┌──
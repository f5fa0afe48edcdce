// =============================================================================
// EXPORT HANDLE PROBE - minimal allocator-defect reproduction
// =============================================================================
//
// Distinct GPU images allocated from an export-capable memory pool must never
// report the same exported OS handle. Small images sub-allocated into one
// shared memory block do - this program sets up exactly that situation and
// aborts when it observes the aliasing, as evidence for the allocator
// maintainers.
//
// FLOW:
// 1. Parse arguments (adapter pinning, listing, help)
// 2. Load config, init logging
// 3. Setup: device connection + four exportable images (two large, two small)
// 4. Verify: all exported handles pairwise distinct
//
// Exit codes: 0 on success/help/list, -1 on bad arguments, abnormal
// termination (abort) on a setup failure or an aliased handle.
//
// =============================================================================

mod backend;
mod cli;
mod config;
mod scenario;

use cli::Command;
use config::ProbeConfig;

fn main() {
    let args: Vec<String> = std::env::args().skip(1).collect();
    let command = match cli::parse(&args) {
        Ok(command) => command,
        Err(err) => {
            eprintln!("error: {err}");
            eprintln!("{}", cli::USAGE);
            std::process::exit(-1);
        }
    };

    init_logging();

    match command {
        Command::Help => {
            println!("{}", cli::USAGE);
        }
        Command::ListDevices => match backend::device::list_adapters() {
            Ok(names) => {
                for (id, name) in names.iter().enumerate() {
                    println!("{id} : {name}");
                }
            }
            Err(err) => fail(err),
        },
        Command::Run { device } => {
            let config = ProbeConfig::load();
            log::info!(
                "Probing with two {0}x{0} and two {1}x{1} images",
                config.probe.large_side,
                config.probe.small_side
            );

            if let Err(err) = scenario::run(&config, device) {
                fail(err);
            }
            log::info!("Reproduction scenario completed without aliasing");
        }
    }
}

/// Report a fatal condition and terminate abnormally. The abort is the
/// reproduction's observable failure signal.
fn fail(err: anyhow::Error) -> ! {
    log::error!("{err:#}");
    std::process::abort();
}

fn init_logging() {
    use env_logger::Builder;
    use log::LevelFilter;

    let mut builder = Builder::from_default_env();
    builder.filter_level(LevelFilter::Info);
    builder.init();
}
// Exported memory handle ownership
//
// The handle returned by the driver references an image's backing device
// memory and is meant to be imported by another API (OpenGL, CUDA, ...).
// Nothing on this side ever imports it; we only compare values and make sure
// the OS resource is released again when the image goes away.

#[cfg(unix)]
use std::os::fd::{AsRawFd, FromRawFd, OwnedFd};
#[cfg(windows)]
use std::os::windows::io::{AsRawHandle, FromRawHandle, OwnedHandle};

/// Owned OS handle to exported image memory.
///
/// Closes the underlying descriptor/handle on drop so repeated runs don't
/// leak kernel objects.
#[derive(Debug)]
pub struct ExternalHandle {
    #[cfg(unix)]
    fd: OwnedFd,
    #[cfg(windows)]
    handle: OwnedHandle,
}

impl ExternalHandle {
    /// Takes ownership of a file descriptor returned by `vkGetMemoryFdKHR`.
    ///
    /// # Safety
    /// `fd` must be a valid open descriptor that nothing else closes.
    #[cfg(unix)]
    pub unsafe fn from_raw_fd(fd: i32) -> Self {
        Self {
            fd: OwnedFd::from_raw_fd(fd),
        }
    }

    /// Takes ownership of a handle returned by `vkGetMemoryWin32HandleKHR`.
    ///
    /// # Safety
    /// `handle` must be a valid NT handle that nothing else closes.
    #[cfg(windows)]
    pub unsafe fn from_raw_handle(handle: *mut std::ffi::c_void) -> Self {
        Self {
            handle: OwnedHandle::from_raw_handle(handle),
        }
    }

    /// Raw handle value, for equality checks and diagnostics only.
    pub fn raw_value(&self) -> u64 {
        #[cfg(unix)]
        {
            self.fd.as_raw_fd() as u64
        }
        #[cfg(windows)]
        {
            self.handle.as_raw_handle() as u64
        }
    }
}

#[cfg(all(test, unix))]
mod tests {
    use super::*;
    use std::io::Read;
    use std::os::fd::IntoRawFd;
    use std::os::unix::net::UnixStream;
    use std::time::Duration;

    #[test]
    fn wraps_and_releases_a_descriptor() {
        let (mut ours, theirs) = UnixStream::pair().expect("socket pair");
        ours.set_read_timeout(Some(Duration::from_secs(5)))
            .expect("set read timeout");

        let fd = theirs.into_raw_fd();
        let handle = unsafe { ExternalHandle::from_raw_fd(fd) };
        assert_eq!(handle.raw_value(), fd as u64);

        // The peer only sees end-of-stream once the wrapped descriptor is
        // actually closed; descriptor-number reuse by other threads cannot
        // fake that.
        drop(handle);
        let mut buf = [0u8; 1];
        assert_eq!(ours.read(&mut buf).expect("read from peer"), 0);
    }
}
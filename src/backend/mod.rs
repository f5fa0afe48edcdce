// Backend module - the Vulkan side of the reproduction
//
// Design: thin wrappers around ash and the allocator, one type per owned
// resource group

pub mod device;
pub mod handle;
pub mod image;

pub use device::DeviceContext;
pub use handle::ExternalHandle;
pub use image::ExportableImage;
//! Current object markup, schema 1.0 and 1.1

use crate::error::ReadError;
use crate::model::ObjectDefinition;
use crate::template::resolve_templates;

use super::markup::{self, MarkupConverter, Vocabulary};
use super::{DefinitionReader, Source, OBJECTS_NS, OBJECTS_NS_11};

static OBJECTS: Vocabulary = Vocabulary {
    root: "objects",
    namespaces: &[OBJECTS_NS, OBJECTS_NS_11],
    object: "object",
    ref_target: "object",
    mapping: "dict",
    templates: true,
    scalar_shorthand: true,
};

/// Reader for `<objects>` documents
///
/// Supports abstract/parent templates, inline objects, the scalar-type
/// shorthand (`<int id="port">8080</int>`) and nested collections.
#[derive(Debug, Clone)]
pub struct XmlConfig {
    sources: Vec<Source>,
}

impl XmlConfig {
    pub fn new<S: Into<Source>>(sources: impl IntoIterator<Item = S>) -> Self {
        Self {
            sources: sources.into_iter().map(Into::into).collect(),
        }
    }
}

impl DefinitionReader for XmlConfig {
    fn read_definitions(&mut self) -> Result<Vec<ObjectDefinition>, ReadError> {
        let mut objects = Vec::new();
        for source in &self.sources {
            let location = source.location();
            tracing::debug!(source = %location, "parsing object markup");

            let text = source.load()?;
            let document = markup::parse_document(&text, &location)?;
            let root = document.root_element();
            // 1.0 and 1.1 documents may be mixed, so the namespace is per source
            let ns = markup::expect_root(root, OBJECTS.root, OBJECTS.namespaces, &location)?;

            let drafts = MarkupConverter::new(&OBJECTS, ns, &location).read_declarations(root)?;
            objects.extend(resolve_templates(&location, &drafts)?);
        }
        Ok(objects)
    }
}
└──
__EXERCISE BRIEF__: From the lines above, copy those that contain the word "true".

__EXPECTED ANSWER__:
    templates: true,
    scalar_shorthand: true,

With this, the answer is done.